▶ Exercise requirements
Transcribe the following records in full, exactly as shown.

▶ The data
——
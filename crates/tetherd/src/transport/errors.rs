//! Error types for socket listener and client connection operations.

use std::io;
use std::net::SocketAddr;

use thiserror::Error;

use tether_protocol::ProtocolError;

/// Errors surfaced while binding or running the socket listener.
#[derive(Debug, Error)]
pub enum ListenerError {
    /// Host name resolution failed.
    #[error("failed to resolve TCP address {host}:{port}: {source}")]
    Resolve {
        /// Configured host.
        host: String,
        /// Configured port.
        port: u16,
        /// Underlying resolver error.
        #[source]
        source: io::Error,
    },
    /// Resolution succeeded but yielded no usable address.
    #[error("no TCP addresses resolved for {host}:{port}")]
    ResolveEmpty {
        /// Configured host.
        host: String,
        /// Configured port.
        port: u16,
    },
    /// Binding the TCP listener failed.
    #[error("failed to bind TCP listener at {addr}: {source}")]
    BindTcp {
        /// Address that could not be bound.
        addr: SocketAddr,
        /// Underlying IO error.
        #[source]
        source: io::Error,
    },
    /// Switching the listener to non-blocking mode failed.
    #[error("failed to enable non-blocking listener: {source}")]
    NonBlocking {
        /// Underlying IO error.
        #[source]
        source: io::Error,
    },
    /// Unix sockets are unavailable on this platform.
    #[cfg(not(unix))]
    #[error("unix sockets are unsupported for endpoint {endpoint}")]
    UnsupportedUnix {
        /// Requested endpoint.
        endpoint: String,
    },
    /// Binding the Unix listener failed.
    #[cfg(unix)]
    #[error("failed to bind unix listener at {path}: {source}")]
    BindUnix {
        /// Socket path.
        path: String,
        /// Underlying IO error.
        #[source]
        source: io::Error,
    },
    /// Another process is accepting connections on the socket.
    #[cfg(unix)]
    #[error("existing unix socket {path} is already in use")]
    UnixInUse {
        /// Socket path.
        path: String,
    },
    /// Something other than a socket occupies the path.
    #[cfg(unix)]
    #[error("unix socket path {path} is not a socket")]
    UnixNotSocket {
        /// Socket path.
        path: String,
    },
    /// Inspecting the existing socket file failed.
    #[cfg(unix)]
    #[error("failed to read metadata for unix socket {path}: {source}")]
    UnixMetadata {
        /// Socket path.
        path: String,
        /// Underlying IO error.
        #[source]
        source: io::Error,
    },
    /// Probing the existing socket failed unexpectedly.
    #[cfg(unix)]
    #[error("failed to connect to existing unix socket {path}: {source}")]
    UnixConnect {
        /// Socket path.
        path: String,
        /// Underlying IO error.
        #[source]
        source: io::Error,
    },
    /// Removing a stale socket file failed.
    #[cfg(unix)]
    #[error("failed to remove stale unix socket {path}: {source}")]
    UnixCleanup {
        /// Socket path.
        path: String,
        /// Underlying IO error.
        #[source]
        source: io::Error,
    },
    /// Spawning the accept thread failed.
    #[error("failed to spawn listener thread: {source}")]
    Spawn {
        /// Underlying IO error.
        #[source]
        source: io::Error,
    },
    /// The accept thread panicked.
    #[error("listener thread panicked")]
    ThreadPanic,
}

impl ListenerError {
    /// Reports whether the failure means another process already owns the
    /// endpoint, which election treats as a lost race rather than a fault.
    #[must_use]
    pub fn is_address_in_use(&self) -> bool {
        match self {
            Self::BindTcp { source, .. } => source.kind() == io::ErrorKind::AddrInUse,
            #[cfg(unix)]
            Self::UnixInUse { .. } => true,
            #[cfg(unix)]
            Self::BindUnix { source, .. } => source.kind() == io::ErrorKind::AddrInUse,
            _ => false,
        }
    }
}

/// Errors raised while dialling the daemon or exchanging lines with a peer.
#[derive(Debug, Error)]
pub enum TransportError {
    /// Host name resolution failed.
    #[error("failed to resolve {endpoint}: {source}")]
    Resolve {
        /// Endpoint being dialled.
        endpoint: String,
        /// Underlying resolver error.
        #[source]
        source: io::Error,
    },
    /// The connection attempt failed or timed out.
    #[error("failed to connect to {endpoint}: {source}")]
    Connect {
        /// Endpoint being dialled.
        endpoint: String,
        /// Underlying IO error.
        #[source]
        source: io::Error,
    },
    /// Unix sockets are unavailable on this platform.
    #[cfg(not(unix))]
    #[error("unix sockets are unsupported for endpoint {endpoint}")]
    UnsupportedUnix {
        /// Requested endpoint.
        endpoint: String,
    },
    /// Reading or writing the stream failed.
    #[error("socket I/O failed: {source}")]
    Io {
        /// Underlying IO error.
        #[from]
        source: io::Error,
    },
    /// A peer sent a line longer than the framing limit.
    #[error("line exceeds {limit} bytes")]
    LineTooLong {
        /// Configured limit.
        limit: usize,
    },
    /// Encoding an outgoing message failed.
    #[error(transparent)]
    Encode(#[from] ProtocolError),
}

impl TransportError {
    /// Reports whether the failure was a read or write timeout.
    #[must_use]
    pub fn is_timeout(&self) -> bool {
        match self {
            Self::Io { source } | Self::Connect { source, .. } => matches!(
                source.kind(),
                io::ErrorKind::WouldBlock | io::ErrorKind::TimedOut
            ),
            _ => false,
        }
    }
}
——
▶ Solution to this exercise
filename crates/tetherd/src/transport/errors.rs
//! Error types for socket listener and client connection operations.

use std::io;
use std::net::SocketAddr;

use thiserror::Error;

use tether_protocol::ProtocolError;

/// Errors surfaced while binding or running the socket listener.
#[derive(Debug, Error)]
pub enum ListenerError {
    /// Host name resolution failed.
    #[error("failed to resolve TCP address {host}:{port}: {source}")]
    Resolve {
        /// Configured host.
        host: String,
        /// Configured port.
        port: u16,
        /// Underlying resolver error.
        #[source]
        source: io::Error,
    },
    /// Resolution succeeded but yielded no usable address.
    #[error("no TCP addresses resolved for {host}:{port}")]
    ResolveEmpty {
        /// Configured host.
        host: String,
        /// Configured port.
        port: u16,
    },
    /// Binding the TCP listener failed.
    #[error("failed to bind TCP listener at {addr}: {source}")]
    BindTcp {
        /// Address that could not be bound.
        addr: SocketAddr,
        /// Underlying IO error.
        #[source]
        source: io::Error,
    },
    /// Switching the listener to non-blocking mode failed.
    #[error("failed to enable non-blocking listener: {source}")]
    NonBlocking {
        /// Underlying IO error.
        #[source]
        source: io::Error,
    },
    /// Unix sockets are unavailable on this platform.
    #[cfg(not(unix))]
    #[error("unix sockets are unsupported for endpoint {endpoint}")]
    UnsupportedUnix {
        /// Requested endpoint.
        endpoint: String,
    },
    /// Binding the Unix listener failed.
    #[cfg(unix)]
    #[error("failed to bind unix listener at {path}: {source}")]
    BindUnix {
        /// Socket path.
        path: String,
        /// Underlying IO error.
        #[source]
        source: io::Error,
    },
    /// Another process is accepting connections on the socket.
    #[cfg(unix)]
    #[error("existing unix socket {path} is already in use")]
    UnixInUse {
        /// Socket path.
        path: String,
    },
    /// Something other than a socket occupies the path.
    #[cfg(unix)]
    #[error("unix socket path {path} is not a socket")]
    UnixNotSocket {
        /// Socket path.
        path: String,
    },
    /// Inspecting the existing socket file failed.
    #[cfg(unix)]
    #[error("failed to read metadata for unix socket {path}: {source}")]
    UnixMetadata {
        /// Socket path.
        path: String,
        /// Underlying IO error.
        #[source]
        source: io::Error,
    },
    /// Probing the existing socket failed unexpectedly.
    #[cfg(unix)]
    #[error("failed to connect to existing unix socket {path}: {source}")]
    UnixConnect {
        /// Socket path.
        path: String,
        /// Underlying IO error.
        #[source]
        source: io::Error,
    },
    /// Removing a stale socket file failed.
    #[cfg(unix)]
    #[error("failed to remove stale unix socket {path}: {source}")]
    UnixCleanup {
        /// Socket path.
        path: String,
        /// Underlying IO error.
        #[source]
        source: io::Error,
    },
    /// Spawning the accept thread failed.
    #[error("failed to spawn listener thread: {source}")]
    Spawn {
        /// Underlying IO error.
        #[source]
        source: io::Error,
    },
    /// The accept thread panicked.
    #[error("listener thread panicked")]
    ThreadPanic,
}

impl ListenerError {
    /// Reports whether the failure means another process already owns the
    /// endpoint, which election treats as a lost race rather than a fault.
    #[must_use]
    pub fn is_address_in_use(&self) -> bool {
        match self {
            Self::BindTcp { source, .. } => source.kind() == io::ErrorKind::AddrInUse,
            #[cfg(unix)]
            Self::UnixInUse { .. } => true,
            #[cfg(unix)]
            Self::BindUnix { source, .. } => source.kind() == io::ErrorKind::AddrInUse,
            _ => false,
        }
    }
}

/// Errors raised while dialling the daemon or exchanging lines with a peer.
#[derive(Debug, Error)]
pub enum TransportError {
    /// Host name resolution failed.
    #[error("failed to resolve {endpoint}: {source}")]
    Resolve {
        /// Endpoint being dialled.
        endpoint: String,
        /// Underlying resolver error.
        #[source]
        source: io::Error,
    },
    /// The connection attempt failed or timed out.
    #[error("failed to connect to {endpoint}: {source}")]
    Connect {
        /// Endpoint being dialled.
        endpoint: String,
        /// Underlying IO error.
        #[source]
        source: io::Error,
    },
    /// Unix sockets are unavailable on this platform.
    #[cfg(not(unix))]
    #[error("unix sockets are unsupported for endpoint {endpoint}")]
    UnsupportedUnix {
        /// Requested endpoint.
        endpoint: String,
    },
    /// Reading or writing the stream failed.
    #[error("socket I/O failed: {source}")]
    Io {
        /// Underlying IO error.
        #[from]
        source: io::Error,
    },
    /// A peer sent a line longer than the framing limit.
    #[error("line exceeds {limit} bytes")]
    LineTooLong {
        /// Configured limit.
        limit: usize,
    },
    /// Encoding an outgoing message failed.
    #[error(transparent)]
    Encode(#[from] ProtocolError),
}

impl TransportError {
    /// Reports whether the failure was a read or write timeout.
    #[must_use]
    pub fn is_timeout(&self) -> bool {
        match self {
            Self::Io { source } | Self::Connect { source, .. } => matches!(
                source.kind(),
                io::ErrorKind::WouldBlock | io::ErrorKind::TimedOut
            ),
            _ => false,
        }
    }
}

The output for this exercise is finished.